▶ [YOUR ASSIGNMENT] Set down exactly the lines in the records below that run from the line with "May be empty." to the line with "pub fn code_type(mut", inclusive, and nothing more.

▶ [DATASET EXCERPTS]
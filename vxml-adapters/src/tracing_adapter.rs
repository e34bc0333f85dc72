//! Concrete [`DocumentAdapter`] using the [`tracing`] crate.
//!
//! Emits one structured event describing the shape of every compiled
//! document. Wire to any `tracing`-compatible subscriber.

use vxml_types::{AdapterError, Document, DocumentAdapter};

/// A [`DocumentAdapter`] that logs the compiled document and leaves it
/// untouched.
///
/// | Field | Meaning |
/// |-------|---------|
/// | `root` | Root element name |
/// | `elements` | Element count, root included |
/// | `prompts` | Number of `<prompt>` elements |
/// | `application` | Application root, when declared |
///
/// With `with_markup`, the serialized document is attached at `TRACE`
/// level as well.
///
/// # Example
///
/// ```no_run
/// use vxml_adapters::TracingAdapter;
/// use vxml_types::{AudioItem, Turn};
///
/// let turn = Turn::message("greeting", [AudioItem::speech("hi").unwrap()])
///     .unwrap()
///     .with_adapter(TracingAdapter::new());
/// ```
#[derive(Debug, Clone, Copy, Default)]
pub struct TracingAdapter {
    markup: bool,
}

impl TracingAdapter {
    /// Create a new `TracingAdapter`.
    #[must_use]
    pub fn new() -> Self {
        Self { markup: false }
    }

    /// Also log the full document at `TRACE` level.
    #[must_use]
    pub fn with_markup(mut self) -> Self {
        self.markup = true;
        self
    }
}

impl DocumentAdapter for TracingAdapter {
    fn name(&self) -> &str {
        "tracing"
    }

    fn adapt(&self, document: &mut Document) -> Result<(), AdapterError> {
        let root = document.root();
        tracing::debug!(
            root = root.name(),
            elements = root.descendants().len(),
            prompts = document.find_all("prompt").len(),
            application = root.attribute("application"),
            "vxml.document.compiled"
        );
        if self.markup {
            tracing::trace!(markup = %document.to_xml(), "vxml.document.markup");
        }
        Ok(())
    }
}
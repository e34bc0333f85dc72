//! Element and attribute names, and the building blocks shared by the
//! per-variant renderers.

use crate::context::RenderingContext;
use vxml_types::{AudioItem, Element, FetchConfiguration, Node, RenderFailure};

pub(crate) const VXML: &str = "vxml";
pub(crate) const FORM: &str = "form";
pub(crate) const BLOCK: &str = "block";
pub(crate) const PROMPT: &str = "prompt";
pub(crate) const AUDIO: &str = "audio";
pub(crate) const BREAK: &str = "break";
pub(crate) const OBJECT: &str = "object";
pub(crate) const PARAM: &str = "param";
pub(crate) const FILLED: &str = "filled";
pub(crate) const VAR: &str = "var";
pub(crate) const SCRIPT: &str = "script";
pub(crate) const GOTO: &str = "goto";
pub(crate) const TRANSFER: &str = "transfer";
pub(crate) const IF: &str = "if";
pub(crate) const ELSEIF: &str = "elseif";
pub(crate) const ELSE: &str = "else";
pub(crate) const CATCH: &str = "catch";

pub(crate) const VXML_VERSION: &str = "2.1";
pub(crate) const VXML_NAMESPACE: &str = "http://www.w3.org/2001/vxml";

pub(crate) const APPLICATION_ATTRIBUTE: &str = "application";
pub(crate) const ARCHIVE_ATTRIBUTE: &str = "archive";
pub(crate) const BARGEIN_ATTRIBUTE: &str = "bargein";
pub(crate) const CLASSID_ATTRIBUTE: &str = "classid";
pub(crate) const CODEBASE_ATTRIBUTE: &str = "codebase";
pub(crate) const CODETYPE_ATTRIBUTE: &str = "codetype";
pub(crate) const CONNECTTIMEOUT_ATTRIBUTE: &str = "connecttimeout";
pub(crate) const COND_ATTRIBUTE: &str = "cond";
pub(crate) const DATA_ATTRIBUTE: &str = "data";
pub(crate) const DEST_ATTRIBUTE: &str = "dest";
pub(crate) const EVENT_ATTRIBUTE: &str = "event";
pub(crate) const EXPR_ATTRIBUTE: &str = "expr";
pub(crate) const ID_ATTRIBUTE: &str = "id";
pub(crate) const LANG_ATTRIBUTE: &str = "xml:lang";
pub(crate) const MAXTIME_ATTRIBUTE: &str = "maxtime";
pub(crate) const NAME_ATTRIBUTE: &str = "name";
pub(crate) const NEXT_ATTRIBUTE: &str = "next";
pub(crate) const SRC_ATTRIBUTE: &str = "src";
pub(crate) const TIME_ATTRIBUTE: &str = "time";
pub(crate) const TRANSFERAUDIO_ATTRIBUTE: &str = "transferaudio";
pub(crate) const AAI_ATTRIBUTE: &str = "aai";
pub(crate) const TYPE_ATTRIBUTE: &str = "type";
pub(crate) const VALUE_ATTRIBUTE: &str = "value";
pub(crate) const VALUETYPE_ATTRIBUTE: &str = "valuetype";
pub(crate) const VERSION_ATTRIBUTE: &str = "version";
pub(crate) const XMLNS_ATTRIBUTE: &str = "xmlns";

pub(crate) const FETCHHINT_ATTRIBUTE: &str = "fetchhint";
pub(crate) const FETCHTIMEOUT_ATTRIBUTE: &str = "fetchtimeout";
pub(crate) const MAXAGE_ATTRIBUTE: &str = "maxage";
pub(crate) const MAXSTALE_ATTRIBUTE: &str = "maxstale";

/// `<goto next="…"/>` to the dialogue's continuation target.
pub(crate) fn goto_submit(context: &dyn RenderingContext) -> Element {
    Element::new(GOTO).with_attribute(NEXT_ATTRIBUTE, context.submit_target())
}

/// `<script>` holding `code`.
pub(crate) fn script(code: impl Into<String>) -> Element {
    Element::new(SCRIPT).with_text(code)
}

/// `<prompt>` playing `items` in order.
pub(crate) fn prompt(items: &[AudioItem]) -> Result<Element, RenderFailure> {
    let mut prompt = Element::new(PROMPT);
    append_audio_items(&mut prompt, items)?;
    Ok(prompt)
}

/// Append the markup of each audio item to `parent`, in order.
///
/// Adjacent synthesized texts are separated by a single space.
pub(crate) fn append_audio_items(
    parent: &mut Element,
    items: &[AudioItem],
) -> Result<(), RenderFailure> {
    for item in items {
        match item {
            AudioItem::SpeechSynthesis { text } => {
                if text.is_empty() {
                    return Err(unrenderable("speech synthesis with empty text"));
                }
                if matches!(parent.children().last(), Some(Node::Text(_))) {
                    parent.append_text(" ");
                }
                parent.append_text(text.as_str());
            }
            AudioItem::AudioFile {
                location,
                alternative,
            } => {
                if location.is_empty() {
                    return Err(unrenderable("audio file with empty location"));
                }
                let mut audio = Element::new(AUDIO).with_attribute(SRC_ATTRIBUTE, location.as_str());
                if let Some(alternative) = alternative {
                    audio.append_text(alternative.as_str());
                }
                parent.append_element(audio);
            }
            AudioItem::Pause { duration } => {
                parent.append_element(
                    Element::new(BREAK).with_attribute(TIME_ATTRIBUTE, duration.to_string()),
                );
            }
            AudioItem::Recording { expression } => {
                if expression.is_empty() {
                    return Err(unrenderable("recording with empty expression"));
                }
                parent.append_element(
                    Element::new(AUDIO).with_attribute(EXPR_ATTRIBUTE, expression.as_str()),
                );
            }
        }
    }
    Ok(())
}

/// Set the fetch attributes of `config` on `element`.
///
/// Cache ages are whole seconds, rounded up; timeouts are time designations. Attempt
/// settings have no standard attribute and are only rendered under the
/// names the context declares.
pub(crate) fn set_fetch_attributes(
    element: &mut Element,
    config: &FetchConfiguration,
    context: &dyn RenderingContext,
) {
    element
        .set_optional_attribute(FETCHHINT_ATTRIBUTE, config.fetch_hint().map(|h| h.as_str()))
        .set_optional_attribute(
            FETCHTIMEOUT_ATTRIBUTE,
            config.fetch_timeout().map(|d| d.to_string()),
        )
        .set_optional_attribute(
            MAXAGE_ATTRIBUTE,
            config.max_age().map(|d| d.as_secs_rounded_up().to_string()),
        )
        .set_optional_attribute(
            MAXSTALE_ATTRIBUTE,
            config.max_stale().map(|d| d.as_secs_rounded_up().to_string()),
        );
    if let Some(attribute) = context.fetch_attempts_attribute() {
        element.set_optional_attribute(attribute, config.fetch_attempts().map(|n| n.to_string()));
    }
    if let Some(attribute) = context.fetch_attempt_timeout_attribute() {
        element.set_optional_attribute(
            attribute,
            config.fetch_attempt_timeout().map(|d| d.to_string()),
        );
    }
}

pub(crate) fn unrenderable(reason: &str) -> RenderFailure {
    RenderFailure::Unrenderable(reason.to_owned())
}
//! Millisecond durations for timeouts, pauses and cache hints.
//!
//! VoiceXML takes durations in two shapes. Timeouts and pauses are time
//! designations (`"1500ms"`), which is what [`DurationMs`] displays as.
//! Cache hints (`maxage`, `maxstale`) are whole seconds; see
//! [`DurationMs::as_secs_rounded_up`]. In canonical JSON a duration is a
//! bare millisecond count.

use serde::{Deserialize, Serialize};
use std::fmt;
use std::time::Duration;

/// A non-negative duration with millisecond precision.
///
/// ```
/// use vxml_types::DurationMs;
///
/// let pause = DurationMs::from_millis(1500);
/// assert_eq!(pause.to_string(), "1500ms");
/// assert_eq!(pause.as_secs_rounded_up(), 2);
/// assert_eq!(serde_json::to_string(&pause).unwrap(), "1500");
/// ```
#[derive(Debug, Clone, Copy, PartialEq, Eq, PartialOrd, Ord, Hash, Serialize, Deserialize)]
#[serde(transparent)]
pub struct DurationMs(u64);

impl DurationMs {
    /// A duration of `ms` milliseconds.
    pub const fn from_millis(ms: u64) -> Self {
        Self(ms)
    }

    /// A duration of `secs` seconds, saturating at `u64::MAX` milliseconds.
    pub const fn from_secs(secs: u64) -> Self {
        Self(secs.saturating_mul(1000))
    }

    /// Milliseconds.
    pub const fn as_millis(&self) -> u64 {
        self.0
    }

    /// Seconds, rounded up: a non-zero duration never becomes `0`.
    pub const fn as_secs_rounded_up(&self) -> u64 {
        self.0.div_ceil(1000)
    }
}

impl From<Duration> for DurationMs {
    fn from(d: Duration) -> Self {
        Self(u64::try_from(d.as_millis()).unwrap_or(u64::MAX))
    }
}

impl From<DurationMs> for Duration {
    fn from(d: DurationMs) -> Self {
        Duration::from_millis(d.0)
    }
}

impl fmt::Display for DurationMs {
    fn fmt(&self, f: &mut fmt::Formatter<'_>) -> fmt::Result {
        write!(f, "{}ms", self.0)
    }
}

#[cfg(test)]
mod tests {
    use super::*;

    #[test]
    fn cache_seconds_round_up() {
        assert_eq!(DurationMs::from_millis(0).as_secs_rounded_up(), 0);
        assert_eq!(DurationMs::from_millis(1).as_secs_rounded_up(), 1);
        assert_eq!(DurationMs::from_millis(500).as_secs_rounded_up(), 1);
        assert_eq!(DurationMs::from_secs(60).as_secs_rounded_up(), 60);
        assert_eq!(DurationMs::from_millis(60_001).as_secs_rounded_up(), 61);
        assert_eq!(DurationMs::from_millis(u64::MAX).as_secs_rounded_up(), u64::MAX / 1000 + 1);
    }

    #[test]
    fn time_designation() {
        assert_eq!(DurationMs::from_secs(8).to_string(), "8000ms");
        assert_eq!(DurationMs::from_millis(0).to_string(), "0ms");
    }

    #[test]
    fn std_duration_saturates() {
        let d = DurationMs::from(Duration::from_secs(u64::MAX));
        assert_eq!(d.as_millis(), u64::MAX);
        assert_eq!(Duration::from(DurationMs::from_millis(250)), Duration::from_millis(250));
    }
}
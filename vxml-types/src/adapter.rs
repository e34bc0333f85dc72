//! The adapter interface: post-compilation document mutation.

use crate::{dom::Document, error::AdapterError};
use std::fmt;
use std::hash::{Hash, Hasher};
use std::ops::Deref;
use std::sync::Arc;

/// A document post-processor.
///
/// Adapters are attached to a turn and run, in registration order, on
/// every document compiled from that turn. Each adapter receives the
/// document after every earlier adapter has run and may mutate it in
/// place (inject instrumentation, rewrite URIs, add properties).
///
/// Returning an error aborts the compilation: no document is produced
/// and the error is reported to the compiler's caller as is.
pub trait DocumentAdapter: Send + Sync {
    /// Human-readable adapter name, used in logs.
    fn name(&self) -> &str {
        std::any::type_name::<Self>()
    }

    /// Mutate the compiled document.
    fn adapt(&self, document: &mut Document) -> Result<(), AdapterError>;
}

/// A shared handle to a [`DocumentAdapter`].
///
/// Two handles are equal when they point to the same adapter instance.
/// Adapters carry behavior rather than data, so identity is the only
/// meaningful equality for turn comparison.
#[derive(Clone)]
pub struct AdapterRef(Arc<dyn DocumentAdapter>);

impl AdapterRef {
    /// Wrap an adapter in a new shared handle.
    pub fn new(adapter: impl DocumentAdapter + 'static) -> Self {
        Self(Arc::new(adapter))
    }

    /// Reuse an existing shared adapter.
    pub fn from_arc(adapter: Arc<dyn DocumentAdapter>) -> Self {
        Self(adapter)
    }

    fn address(&self) -> *const () {
        Arc::as_ptr(&self.0).cast::<()>()
    }
}

impl<A: DocumentAdapter + 'static> From<Arc<A>> for AdapterRef {
    fn from(adapter: Arc<A>) -> Self {
        Self(adapter)
    }
}

impl Deref for AdapterRef {
    type Target = dyn DocumentAdapter;

    fn deref(&self) -> &Self::Target {
        self.0.as_ref()
    }
}

impl PartialEq for AdapterRef {
    fn eq(&self, other: &Self) -> bool {
        self.address() == other.address()
    }
}

impl Eq for AdapterRef {}

impl Hash for AdapterRef {
    fn hash<H: Hasher>(&self, state: &mut H) {
        self.address().hash(state);
    }
}

impl fmt::Debug for AdapterRef {
    fn fmt(&self, f: &mut fmt::Formatter<'_>) -> fmt::Result {
        f.debug_tuple("AdapterRef").field(&self.0.name()).finish()
    }
}
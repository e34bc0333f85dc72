//! Object call turns: invoke platform-specific functionality.
//!
//! See <https://www.w3.org/TR/voicexml20/#dml2.3.5>.

use super::{Turn, TurnKind, optional_non_empty};
use crate::{
    audio::non_empty, error::ValidationError, fetch::FetchConfiguration, json::JsonSerializable,
};
use serde::{Deserialize, Serialize};
use serde_json::{Value, json};
use std::sync::Arc;

/// How an object interprets a parameter value.
#[derive(Debug, Clone, Copy, PartialEq, Eq, Hash, Serialize, Deserialize)]
#[serde(rename_all = "lowercase")]
pub enum ParameterValueType {
    /// The value is data passed to the object as is.
    Data,
    /// The value is a URI the object dereferences.
    Ref,
}

impl ParameterValueType {
    /// The markup value of this type.
    pub fn as_str(&self) -> &'static str {
        match self {
            Self::Data => "data",
            Self::Ref => "ref",
        }
    }
}

impl JsonSerializable for ParameterValueType {
    fn as_json(&self) -> Value {
        Value::from(self.as_str())
    }
}

#[derive(Debug, Clone, PartialEq, Eq, Hash)]
enum Payload {
    Value(String),
    Expression(String),
}

/// A named argument passed to the invoked object. Holds exactly one of a
/// literal value or an ECMAScript expression.
#[derive(Debug, Clone, PartialEq, Eq, Hash)]
pub struct Parameter {
    name: String,
    payload: Payload,
    value_type: Option<ParameterValueType>,
    media_type: Option<String>,
}

impl Parameter {
    /// A parameter with a literal string value.
    pub fn with_value(
        name: impl Into<String>,
        value: impl Into<String>,
    ) -> Result<Self, ValidationError> {
        Self::builder(name).value(value).build()
    }

    /// A parameter evaluated from an ECMAScript expression.
    pub fn with_expression(
        name: impl Into<String>,
        expression: impl Into<String>,
    ) -> Result<Self, ValidationError> {
        Self::builder(name).expression(expression).build()
    }

    /// A parameter holding a JSON value, passed as an ECMAScript object
    /// literal expression.
    pub fn with_json(name: impl Into<String>, json: &Value) -> Result<Self, ValidationError> {
        Self::with_expression(name, json.to_string())
    }

    /// Start building a parameter.
    pub fn builder(name: impl Into<String>) -> ParameterBuilder {
        ParameterBuilder {
            name: name.into(),
            value: None,
            expression: None,
            value_type: None,
            media_type: None,
        }
    }

    /// The parameter name.
    pub fn name(&self) -> &str {
        &self.name
    }

    /// The literal value, if this parameter has one.
    pub fn value(&self) -> Option<&str> {
        match &self.payload {
            Payload::Value(v) => Some(v),
            Payload::Expression(_) => None,
        }
    }

    /// The expression, if this parameter has one.
    pub fn expression(&self) -> Option<&str> {
        match &self.payload {
            Payload::Expression(e) => Some(e),
            Payload::Value(_) => None,
        }
    }

    /// Whether the value is data or a URI; `None` defers to the platform.
    pub fn value_type(&self) -> Option<ParameterValueType> {
        self.value_type
    }

    /// Media type of the resource when the value type is
    /// [`ParameterValueType::Ref`].
    pub fn media_type(&self) -> Option<&str> {
        self.media_type.as_deref()
    }
}

impl JsonSerializable for Parameter {
    fn as_json(&self) -> Value {
        json!({
            "name": self.name,
            "expression": self.expression(),
            "value": self.value(),
            "type": self.media_type,
            "valueType": self.value_type.as_json(),
        })
    }
}

/// Builder for [`Parameter`].
#[derive(Debug, Clone)]
pub struct ParameterBuilder {
    name: String,
    value: Option<String>,
    expression: Option<String>,
    value_type: Option<ParameterValueType>,
    media_type: Option<String>,
}

impl ParameterBuilder {
    /// Set a literal value.
    pub fn value(mut self, value: impl Into<String>) -> Self {
        self.value = Some(value.into());
        self
    }

    /// Set an ECMAScript expression.
    pub fn expression(mut self, expression: impl Into<String>) -> Self {
        self.expression = Some(expression.into());
        self
    }

    /// Set the value type.
    pub fn value_type(mut self, value_type: ParameterValueType) -> Self {
        self.value_type = Some(value_type);
        self
    }

    /// Set the media type.
    pub fn media_type(mut self, media_type: impl Into<String>) -> Self {
        self.media_type = Some(media_type.into());
        self
    }

    /// Validate and freeze the parameter. Exactly one of a value or an
    /// expression must have been set.
    pub fn build(self) -> Result<Parameter, ValidationError> {
        let name = non_empty(self.name, "parameter name")?;
        let payload = match (self.value, self.expression) {
            (Some(value), None) => Payload::Value(value),
            (None, Some(expression)) => Payload::Expression(non_empty(expression, "expression")?),
            (Some(_), Some(_)) => return Err(ValidationError::ConflictingPayload { parameter: name }),
            (None, None) => return Err(ValidationError::MissingPayload { parameter: name }),
        };
        Ok(Parameter {
            name,
            payload,
            value_type: self.value_type,
            media_type: optional_non_empty(self.media_type, "parameter type")?,
        })
    }
}

/// Payload of an object call turn.
#[derive(Debug, Clone, PartialEq, Eq, Hash)]
pub struct ObjectCall {
    class_id: Option<String>,
    code_base: Option<String>,
    code_type: Option<String>,
    data: Option<String>,
    media_type: Option<String>,
    archives: Vec<String>,
    fetch_configuration: Option<Arc<FetchConfiguration>>,
    parameters: Vec<Parameter>,
    post_object_script: Option<String>,
}

impl ObjectCall {
    /// Start building an object call turn.
    pub fn builder(name: impl Into<String>) -> ObjectCallBuilder {
        ObjectCallBuilder {
            name: name.into(),
            call: ObjectCall {
                class_id: None,
                code_base: None,
                code_type: None,
                data: None,
                media_type: None,
                archives: Vec::new(),
                fetch_configuration: None,
                parameters: Vec::new(),
                post_object_script: None,
            },
        }
    }

    /// URI of the object's implementation.
    pub fn class_id(&self) -> Option<&str> {
        self.class_id.as_deref()
    }

    /// Base path for relative `classid`, `data` and `archive` URIs.
    pub fn code_base(&self) -> Option<&str> {
        self.code_base.as_deref()
    }

    /// Content type of the code fetched from `classid`.
    pub fn code_type(&self) -> Option<&str> {
        self.code_type.as_deref()
    }

    /// URI of the object's data.
    pub fn data(&self) -> Option<&str> {
        self.data.as_deref()
    }

    /// Content type of the data.
    pub fn media_type(&self) -> Option<&str> {
        self.media_type.as_deref()
    }

    /// Archive URIs, in order. May be empty.
    pub fn archives(&self) -> &[String] {
        &self.archives
    }

    /// Fetch policy for the object's resources.
    pub fn fetch_configuration(&self) -> Option<&Arc<FetchConfiguration>> {
        self.fetch_configuration.as_ref()
    }

    /// Parameters, in order.
    pub fn parameters(&self) -> &[Parameter] {
        &self.parameters
    }

    /// Script run after the object returns, before the result is
    /// reported.
    pub fn post_object_script(&self) -> Option<&str> {
        self.post_object_script.as_deref()
    }
}

impl JsonSerializable for ObjectCall {
    fn as_json(&self) -> Value {
        json!({
            "classId": self.class_id,
            "codeBase": self.code_base,
            "codeType": self.code_type,
            "data": self.data,
            "type": self.media_type,
            "postObjectScript": self.post_object_script,
            "parameters": self.parameters.as_json(),
            "fetchConfiguration": self.fetch_configuration.as_json(),
            "archives": self.archives,
        })
    }
}

/// Builder for object call turns.
#[derive(Debug, Clone)]
pub struct ObjectCallBuilder {
    name: String,
    call: ObjectCall,
}

impl ObjectCallBuilder {
    /// Set the implementation URI.
    pub fn class_id(mut self, class_id: impl Into<String>) -> Self {
        self.call.class_id = Some(class_id.into());
        self
    }

    /// Set the code base.
    pub fn code_base(mut self, code_base: impl Into<String>) -> Self {
        self.call.code_base = Some(code_base.into());
        self
    }

    /// Set the code content type.
    pub fn code_type(mut self, code_type: impl Into<String>) -> Self {
        self.call.code_type = Some(code_type.into());
        self
    }

    /// Set the data URI.
    pub fn data(mut self, data: impl Into<String>) -> Self {
        self.call.data = Some(data.into());
        self
    }

    /// Set the data content type.
    pub fn media_type(mut self, media_type: impl Into<String>) -> Self {
        self.call.media_type = Some(media_type.into());
        self
    }

    /// Append an archive URI.
    pub fn archive(mut self, archive: impl Into<String>) -> Self {
        self.call.archives.push(archive.into());
        self
    }

    /// Append several archive URIs, keeping their order.
    pub fn archives<I, S>(mut self, archives: I) -> Self
    where
        I: IntoIterator<Item = S>,
        S: Into<String>,
    {
        self.call.archives.extend(archives.into_iter().map(Into::into));
        self
    }

    /// Share a fetch configuration with this turn.
    pub fn fetch_configuration(mut self, config: Arc<FetchConfiguration>) -> Self {
        self.call.fetch_configuration = Some(config);
        self
    }

    /// Append a parameter.
    pub fn parameter(mut self, parameter: Parameter) -> Self {
        self.call.parameters.push(parameter);
        self
    }

    /// Append several parameters, keeping their order.
    pub fn parameters(mut self, parameters: impl IntoIterator<Item = Parameter>) -> Self {
        self.call.parameters.extend(parameters);
        self
    }

    /// Set the post-invocation script.
    pub fn post_object_script(mut self, script: impl Into<String>) -> Self {
        self.call.post_object_script = Some(script.into());
        self
    }

    /// Validate and freeze the turn.
    pub fn build(self) -> Result<Turn, ValidationError> {
        let mut call = self.call;
        if call.archives.iter().any(String::is_empty) {
            return Err(ValidationError::Empty { field: "archive" });
        }
        call.class_id = optional_non_empty(call.class_id, "classId")?;
        call.code_base = optional_non_empty(call.code_base, "codeBase")?;
        call.code_type = optional_non_empty(call.code_type, "codeType")?;
        call.data = optional_non_empty(call.data, "data")?;
        call.media_type = optional_non_empty(call.media_type, "type")?;
        call.post_object_script = optional_non_empty(call.post_object_script, "postObjectScript")?;
        Turn::new(self.name, TurnKind::ObjectCall(call))
    }
}
#![deny(missing_docs)]
//! Document adapter pipeline for compiled VoiceXML turns.
//!
//! The [`AdapterPipeline`] collects [`DocumentAdapter`] implementations
//! into an ordered pipeline. After a turn is compiled, its adapters run
//! in registration order over the document, each mutating it in place.
//! The pipeline is fail-fast: the first adapter error aborts the run and
//! is handed back unchanged, so the compiler can report it against the
//! turn being rendered.
//!
//! Two ready-made adapters are provided: [`TracingAdapter`] logs the
//! document shape and [`AdapterFn`] wraps a closure.

pub mod fn_adapter;
pub mod pipeline;
pub mod tracing_adapter;

pub use fn_adapter::AdapterFn;
pub use pipeline::{AdapterPipeline, apply};
pub use tracing_adapter::TracingAdapter;
pub use vxml_types::{AdapterError, AdapterRef, DocumentAdapter};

▶ [WRITTEN ANSWER]
    /// Archive URIs, in order. May be empty.
    pub fn archives(&self) -> &[String] {
        &self.archives
    }

    /// Fetch policy for the object's resources.
    pub fn fetch_configuration(&self) -> Option<&Arc<FetchConfiguration>> {
        self.fetch_configuration.as_ref()
    }

    /// Parameters, in order.
    pub fn parameters(&self) -> &[Parameter] {
        &self.parameters
    }

    /// Script run after the object returns, before the result is
    /// reported.
    pub fn post_object_script(&self) -> Option<&str> {
        self.post_object_script.as_deref()
    }
}

impl JsonSerializable for ObjectCall {
    fn as_json(&self) -> Value {
        json!({
            "classId": self.class_id,
            "codeBase": self.code_base,
            "codeType": self.code_type,
            "data": self.data,
            "type": self.media_type,
            "postObjectScript": self.post_object_script,
            "parameters": self.parameters.as_json(),
            "fetchConfiguration": self.fetch_configuration.as_json(),
            "archives": self.archives,
        })
    }
}

/// Builder for object call turns.
#[derive(Debug, Clone)]
pub struct ObjectCallBuilder {
    name: String,
    call: ObjectCall,
}

impl ObjectCallBuilder {
    /// Set the implementation URI.
    pub fn class_id(mut self, class_id: impl Into<String>) -> Self {
        self.call.class_id = Some(class_id.into());
        self
    }

    /// Set the code base.
    pub fn code_base(mut self, code_base: impl Into<String>) -> Self {
        self.call.code_base = Some(code_base.into());
        self
    }

    /// Set the code content type.
    pub fn code_type(mut self, code_type: impl Into<String>) -> Self {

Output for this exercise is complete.